El municipio recuerda la importancia de la separación de residuos y el adecuado uso de pacas digestoras

En el marco del monitoreo diario del programa ambiental local, las autoridades recordaron a la comunidad la importancia del correcto uso de las pacas digestoras instaladas en distintos puntos de la ciudad. Diversas imágenes captadas en avenidas céntricas evidencian que estos dispositivos ecológicos —diseñados exclusivamente para el tratamiento de restos orgánicos— están siendo utilizados erróneamente como cestos de basura convencionales, acumulando plásticos, nylon y bolsas de residuos urbanos.El hecho genera preocupación en el equipo del “Plan Sáenz Peña Sustentable y Circular”, un programa transversal que busca transmitir mediante acciones concretas los pilares de la economía circular: eliminar residuos, mantener materiales en uso y regenerar los sistemas naturales.
Un freno al proceso biológico y a la generación de humus urbano
La colocación de estos cajones de madera, implementados incluso en sectores tradicionalmente comerciales como la calle 12, tiene un objetivo estrictamente técnico.
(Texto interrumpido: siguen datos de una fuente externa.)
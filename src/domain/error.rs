//! Error types for the Recipe Box plugin.
//!
//! This module defines the centralized error type [`RecipeBoxError`] and a type alias
//! [`Result`] used throughout the crate. Errors are built with `thiserror`.
//!
//! Very few errors ever reach the user. Storage failures are absorbed by the state
//! container (defaults on read, a log line on write) and fetch failures are collapsed
//! into a single display message. The enum exists so that the layers underneath can
//! still propagate with `?`.

use thiserror::Error;

/// The main error type for Recipe Box operations.
///
/// # Examples
///
/// ```
/// use recipe_box::RecipeBoxError;
///
/// fn check_ceiling(raw: &str) -> Result<u32, RecipeBoxError> {
///     raw.parse::<u32>()
///         .map_err(|_| RecipeBoxError::Config(format!("invalid calorie ceiling: {raw}")))
/// }
///
/// assert!(check_ceiling("abc").is_err());
/// ```
#[derive(Debug, Error)]
pub enum RecipeBoxError {
    /// Reading from or writing to the preference store failed.
    #[error("Storage error: {0}")]
    Storage(String),

    /// Filesystem or I/O operation failed.
    #[error("IO error: {0}")]
    Io(#[from] std::io::Error),

    /// A JSON document could not be encoded or decoded.
    #[error("JSON error: {0}")]
    Json(#[from] serde_json::Error),

    /// Theme parsing or application failed.
    #[error("Theme error: {0}")]
    Theme(String),

    /// The recipe API request failed or returned something unusable.
    ///
    /// The string is the message shown to the user.
    #[error("{0}")]
    Fetch(String),

    /// Configuration is invalid or missing.
    #[error("Configuration error: {0}")]
    Config(String),
}

/// A specialized `Result` type for Recipe Box operations.
pub type Result<T> = std::result::Result<T, RecipeBoxError>;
El personal especializado recolecta los residuos orgánicos de la ciudad y arma las pacas, que luego son compactadas por los operarios para formar bloques que, con el paso del tiempo, transforman cáscaras, hojas y restos de pasto en humus utilizado para la parquización local.De acuerdo con los responsables del área, la introducción de elementos inorgánicos rompe el concepto fundamental del programa, basado en la separación estricta en tres corrientes: orgánicos —degradables biológicamente—, reciclables o secos, y comunes, los únicos considerados basura.“La basura en la naturaleza no existe; somos los humanos quienes la creamos cuando mezclamos”, remarcaron desde el área ambiental. Además, señalaron que el embolsado inapropiado de materiales mixtos conduce a la degradación forzada del orgánico, provocando emisión de gases de efecto invernadero, lixiviados contaminantes, malos olores y proliferación de insectos.Para fines de 2025, el programa ya había distribuido un total de 700 dispositivos de compostaje —entre cestos con cartón, pozos con tapa, composteras y pacas digestoras— en hogares, comercios e instituciones. Según estimaciones del área, si la comunidad implementara correctamente el método de compostaje y retiro del orgánico, el volumen de residuos diarios enviados a recolección podría reducirse hasta en un 50%.
Un panorama global que también impacta a nivel local
La problemática local se enmarca en un escenario ambiental global cada vez más preocupante. Los indicadores del “Día del Sobregiro de la Tierra” —fecha en que la humanidad agota los recursos naturales que el planeta puede regenerar en un año— muestran un adelantamiento sostenido: en 2024 ocurrió el 1 de agosto, mientras que en 2025 se adelantó al 24 de julio.Ante esta realidad, desde el municipio señalaron que Sáenz Peña no es ajena a la crisis ambiental y remarcaron que el éxito de la infraestructura actual —que incluye la Planta de Tratamiento de Ruta 16 y el trabajo diario de decenas de operarios— depende también de la responsabilidad ciudadana en la correcta separación de residuos y el respeto por los dispositivos instalados en la vía pública.“El cuidado del ambiente es un acto de supervivencia”, concluyeron desde la dirección del programa.